Il prend pour exemple les métiers de la gestion et de l’indemnisation des sinistres, dont les activités calculatoires sont déjà très largement automatisées :
« Ces gains de productivité ont permis de dégager du temps pour mieux prendre soin de l’assuré, une activité qui n’a que peu de marges de manœuvre en termes de productivité. Les assureurs en ont également profité pour repousser les limites de leur métier : ils ne se contentent plus de faire un virement pour indemniser un sinistre mais accompagnent l’assuré pendant tout le processus de réparation. »
A ce stade, il reste difficile de spéculer sur l’impact à moyen ou long terme de l’intelligence artificielle sur l’emploi dans le secteur de l’assurance. « C’est la question que l’on nous pose sans cesse », sourit Norbert Girard avant d’ajouter, comme pour se dédouaner : « La DRH (directrice des ressources humaines) d’un grand groupe d’assurance m’a confié n’avoir aucune visibilité au-delà de quinze mois. » Autant dire que les prévisions apocalyptiques que l’on voit courir depuis deux ans le laissent de marbre.

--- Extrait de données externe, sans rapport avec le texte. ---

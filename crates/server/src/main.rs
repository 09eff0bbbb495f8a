mod api;
mod config;
mod dto;
mod state;

use crate::{config::ServerConfig, state::AppState};
use axum::routing::get;
use ecobici::{feed::Feed, repository::Repository};
use std::{sync::Arc, time::Instant};
use tracing::{error, info};

#[tokio::main]
async fn main() {
    tracing_subscriber::fmt().init();

    info!("Starting server...");
    let config = match ServerConfig::from_env() {
        Ok(config) => config,
        Err(err) => {
            error!("Invalid configuration: {err}");
            std::process::exit(1);
        }
    };

    info!("Loading stations...");
    let now = Instant::now();
    let feed = match &config.data_path {
        Some(path) => Feed::new().from_path(path),
        None => Feed::new(),
    };
    let repository = match Repository::new().load_feed(&feed) {
        Ok(repository) => repository,
        Err(err) => {
            error!("Failed to load stations: {err}");
            std::process::exit(1);
        }
    };
    info!(
        "Loading {} stations took {:?}",
        repository.len(),
        now.elapsed()
    );
    let state = Arc::new(AppState::new(repository, config.reference));

    let app = axum::Router::new()
        .route("/stations", get(api::nearby))
        .route("/stations/{id}", get(api::station))
        .with_state(state);
    let listener = match tokio::net::TcpListener::bind(("0.0.0.0", config.port)).await {
        Ok(listener) => listener,
        Err(err) => {
            error!("Failed to bind port {}: {err}", config.port);
            std::process::exit(1);
        }
    };
    info!("Listening to port {}", config.port);
    if let Err(err) = axum::serve(listener, app).await {
        error!("Server stopped: {err}");
    }
}
use std::{
    cmp,
    fmt::Display,
    str::FromStr,
};

use serde::{Deserialize, Serialize};
use thiserror::Error;

/// Mean earth radius used by the haversine formula.
pub(crate) const EARTH_RADIUS: Distance = Distance::from_kilometers(6371.0);

#[derive(Debug, Clone, Copy, Default)]
pub struct Distance(f64);

impl PartialEq for Distance {
    fn eq(&self, other: &Self) -> bool {
        self.0 == other.0
    }
}

impl PartialOrd for Distance {
    fn partial_cmp(&self, other: &Self) -> Option<cmp::Ordering> {
        self.0.partial_cmp(&other.0)
    }
}

impl Display for Distance {
    fn fmt(&self, f: &mut std::fmt::Formatter<'_>) -> std::fmt::Result {
        if self.0 < 1000.0 {
            write!(f, "{:.0} m", self.0)
        } else {
            write!(f, "{:.2} km", self.as_kilometers())
        }
    }
}

impl Distance {
    pub const fn from_meters(distance: f64) -> Self {
        Self(distance)
    }

    pub const fn from_kilometers(distance: f64) -> Self {
        Self(distance * 1000.0)
    }

    pub const fn as_meters(&self) -> f64 {
        self.0
    }

    pub const fn as_kilometers(&self) -> f64 {
        self.0 / 1000.0
    }

    /// Kilometers rounded towards positive infinity at the given number of
    /// decimals, the way distances are shown next to a station.
    pub fn as_kilometers_ceil(&self, decimals: i32) -> f64 {
        let scale = 10f64.powi(decimals);
        (self.0 / (1000.0 / scale)).ceil() / scale
    }
}

#[derive(Debug, Default, Clone, Copy, PartialEq, Serialize, Deserialize)]
pub struct Coordinate {
    pub latitude: f64,
    pub longitude: f64,
}

impl Display for Coordinate {
    fn fmt(&self, f: &mut std::fmt::Formatter<'_>) -> std::fmt::Result {
        f.write_fmt(format_args!("{}, {}", self.latitude, self.longitude))
    }
}

impl From<(f64, f64)> for Coordinate {
    fn from((latitude, longitude): (f64, f64)) -> Self {
        Self {
            latitude,
            longitude,
        }
    }
}

#[derive(Error, Debug, Clone, PartialEq, Eq)]
#[error("Invalid coordinate `{0}`, expected `latitude,longitude`")]
pub struct InvalidCoordinate(pub String);

/// Parses `latitude,longitude` in degrees.
impl FromStr for Coordinate {
    type Err = InvalidCoordinate;

    fn from_str(s: &str) -> Result<Self, Self::Err> {
        let invalid = || InvalidCoordinate(s.to_string());
        let (latitude, longitude) = s.split_once(',').ok_or_else(invalid)?;
        let latitude: f64 = latitude.trim().parse().map_err(|_| invalid())?;
        let longitude: f64 = longitude.trim().parse().map_err(|_| invalid())?;
        Ok(Self {
            latitude,
            longitude,
        })
    }
}

impl Coordinate {
    /// Great-circle distance between two points.
    pub fn distance(&self, coord: &Self) -> Distance {
        let dist_lat = f64::to_radians(coord.latitude - self.latitude);
        let dist_lon = f64::to_radians(coord.longitude - self.longitude);
        let a = f64::powi(f64::sin(dist_lat / 2.0), 2)
            + f64::cos(f64::to_radians(self.latitude))
                * f64::cos(f64::to_radians(coord.latitude))
                * f64::sin(dist_lon / 2.0)
                * f64::sin(dist_lon / 2.0);
        // Rounding can push `a` past 1 near antipodes
        let a = a.clamp(0.0, 1.0);
        let c = 2.0 * f64::atan2(f64::sqrt(a), f64::sqrt(1.0 - a));
        Distance::from_meters(EARTH_RADIUS.as_meters() * c)
    }
}

#[test]
fn distance_test() {
    let coord_a = Coordinate {
        latitude: 48.85800943005911,
        longitude: 2.3514350059357927,
    };

    let coord_b = Coordinate {
        latitude: 51.5052389927712,
        longitude: -0.12495407345099824,
    };
    let d = coord_a.distance(&coord_b);
    assert!((d.as_kilometers() - 343.08).abs() < 0.5);
}

#[test]
fn distance_eq_test() {
    let dist_a = Distance::from_meters(1000.0);
    let dist_b = Distance::from_kilometers(1.0);
    assert_eq!(dist_a, dist_b)
}

#[test]
fn distance_cmp_test() {
    let dist_a = Distance::from_meters(1000.0);
    let dist_b = Distance::from_kilometers(0.5);
    assert!(dist_a > dist_b)
}

#[test]
fn kilometers_round_up_test() {
    assert_eq!(Distance::from_meters(1234.0).as_kilometers_ceil(2), 1.24);
    assert_eq!(Distance::from_meters(1200.0).as_kilometers_ceil(2), 1.2);
}

#[test]
fn distance_display_test() {
    assert_eq!(Distance::from_meters(200.4).to_string(), "200 m");
    assert_eq!(Distance::from_meters(1500.0).to_string(), "1.50 km");
}

#[test]
fn coordinate_parse_test() {
    let coordinate: Coordinate = "19.4329043, -99.1355819".parse().unwrap();
    assert_eq!(coordinate, Coordinate::from((19.4329043, -99.1355819)));
    assert!("19.43".parse::<Coordinate>().is_err());
    assert!("north,west".parse::<Coordinate>().is_err());
}
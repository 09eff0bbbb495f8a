use std::{collections::HashMap, sync::Arc};

use crate::{
    dto::{NearbyDto, StationDto},
    state::AppState,
};
use axum::{
    Json,
    extract::{Path, Query, State},
    http::StatusCode,
    response::{IntoResponse, Response},
};
use ecobici::prelude::*;
use tracing::debug;

/// Stations around `reference` (defaults to the configured point) within
/// `radius_km` kilometers, ordered by `order`.
pub async fn nearby(
    Query(params): Query<HashMap<String, String>>,
    State(state): State<Arc<AppState>>,
) -> Result<Response, StatusCode> {
    let filter = filter_from_params(&params)?;
    let reference = match params.get("reference") {
        Some(value) => value
            .parse::<Coordinate>()
            .map_err(|_| StatusCode::BAD_REQUEST)?,
        None => state.reference,
    };

    let nearby = if reference == state.reference {
        filter.apply(&state.repository.stations)
    } else {
        let mut stations = state.repository.stations.to_vec();
        annotate(&reference, &mut stations);
        filter.apply(&stations)
    };
    debug!(
        "{} stations within {} of {reference} by {}",
        nearby.len(),
        filter.radius,
        filter.order
    );

    let dto = NearbyDto::from(
        &nearby,
        filter.radius.as_kilometers(),
        filter.order,
        reference,
    );
    Ok(Json(dto).into_response())
}

pub async fn station(
    Path(id): Path<u32>,
    State(state): State<Arc<AppState>>,
) -> Result<Response, StatusCode> {
    let station = state
        .repository
        .station_by_id(id)
        .ok_or(StatusCode::NOT_FOUND)?;
    Ok(Json(StationDto::from(station)).into_response())
}

fn filter_from_params(params: &HashMap<String, String>) -> Result<Filter, StatusCode> {
    let mut filter = Filter::default();
    if let Some(value) = params.get("radius_km") {
        let kilometers: u32 = value.parse().map_err(|_| StatusCode::BAD_REQUEST)?;
        filter = filter.with_radius_km(kilometers);
    }
    if let Some(value) = params.get("order") {
        let order: OrderBy = value.parse().map_err(|_| StatusCode::BAD_REQUEST)?;
        filter = filter.with_order(order);
    }
    Ok(filter)
}
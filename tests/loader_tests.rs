use ecobici::feed::{self, Feed, LoadError};

const TWO_STATIONS: &str = r#"[
  {
    "id": 7,
    "district": "Centro",
    "lon": -99.1372,
    "lat": 19.4271,
    "bikes": 2,
    "slots": 13,
    "zip": 6090,
    "address": "Isabel la Católica",
    "addressNumber": "82",
    "nearbyStations": "6,8",
    "status": "OPN",
    "name": "Isabel la Católica - Regina",
    "stationType": "BIKE"
  },
  {
    "id": 3,
    "district": "Centro",
    "lon": -99.13425,
    "lat": 19.43047,
    "bikes": 11,
    "slots": 9,
    "zip": 6000,
    "address": "Av. 20 de Noviembre",
    "addressNumber": "8",
    "nearbyStations": "",
    "status": "CLS",
    "name": "20 de Noviembre - Venustiano Carranza",
    "stationType": "BIKE",
    "extra": true
  }
]"#;

#[test]
fn load_embedded_test() {
    let stations = feed::load().unwrap();
    if stations.is_empty() {
        panic!("stations should not be empty");
    }
    for station in stations.iter() {
        if station.name.is_empty() {
            panic!("name should never be empty");
        }
        if station.address.is_empty() {
            panic!("address should never be empty");
        }
        if station.distance.is_some() {
            panic!("distance should not be set before annotation");
        }
    }
}

#[test]
fn records_keep_feed_order_and_fields() {
    let stations = feed::from_str(TWO_STATIONS).unwrap();
    assert_eq!(stations.len(), 2);

    let first = &stations[0];
    assert_eq!(first.id, 7);
    assert_eq!(&*first.district, "Centro");
    assert_eq!(first.coordinate.latitude, 19.4271);
    assert_eq!(first.coordinate.longitude, -99.1372);
    assert_eq!(first.bikes, 2);
    assert_eq!(first.slots, 13);
    assert_eq!(first.zip, 6090);
    assert_eq!(&*first.address, "Isabel la Católica");
    assert_eq!(&*first.address_number, "82");
    assert_eq!(&*first.nearby_stations, "6,8");
    assert_eq!(&*first.status, "OPN");
    assert_eq!(&*first.name, "Isabel la Católica - Regina");
    assert_eq!(&*first.station_type, "BIKE");

    assert_eq!(stations[1].id, 3);
    assert_eq!(&*stations[1].status, "CLS");
}

#[test]
fn load_from_bytes_test() {
    let feed = Feed::new().from_bytes(TWO_STATIONS.as_bytes());
    assert_eq!(feed.stations().unwrap().len(), 2);
}

#[test]
fn empty_feed_test() {
    assert!(matches!(feed::from_str("[]"), Err(LoadError::Empty)));
}

#[test]
fn malformed_feed_test() {
    assert!(matches!(feed::from_str("[{"), Err(LoadError::Parse(_))));
}

#[test]
fn wrong_shape_test() {
    let missing_fields = r#"[{ "id": 1, "name": "Bolívar" }]"#;
    assert!(matches!(
        feed::from_str(missing_fields),
        Err(LoadError::Parse(_))
    ));
}

#[test]
fn negative_bikes_test() {
    let json = TWO_STATIONS.replacen("\"bikes\": 2", "\"bikes\": -2", 1);
    assert!(matches!(feed::from_str(&json), Err(LoadError::Parse(_))));
}

#[test]
fn load_from_path_test() {
    let path = format!("{}/data/bikes.json", env!("CARGO_MANIFEST_DIR"));
    let from_path = Feed::new().from_path(path).stations().unwrap();
    assert_eq!(from_path, feed::load().unwrap());
}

« Quand un cabinet de conseil tel que Goldman Sachs annonce 300 millions d’emplois détruits dans le monde d’ici à 2030, je ne peux pas m’empêcher de penser qu’il valorise son offre de conseil en transformation », soupire de son côté un consultant qui sait de quoi il parle…
Etude de terrain
Pour aider les sociétés d’assurance à y voir plus clair, l’OEMA a préféré engager une enquête de terrain qui débouchera sur la publication du rapport « Au seuil de l’IA, les métiers de l’assurance », le 16 décembre prochain. Elle a été menée par Michel Paillet, analyste des métiers et des compétences à l’OEMA, en partant des différents domaines d’application de l’IA :
« Avant même l’intelligence artificielle, les algorithmes et les « robots logiciels » ont permis d’automatiser les process les plus standardisés : se référer aux conditions générales d’un contrat pour vérifier qu’un sinistre est bien pris en charge, par exemple. L’IA générative permettra d’aller un peu plus loin en s’attaquant à des activités plus conversationnelles qui pourront, elles aussi, être automatisées. »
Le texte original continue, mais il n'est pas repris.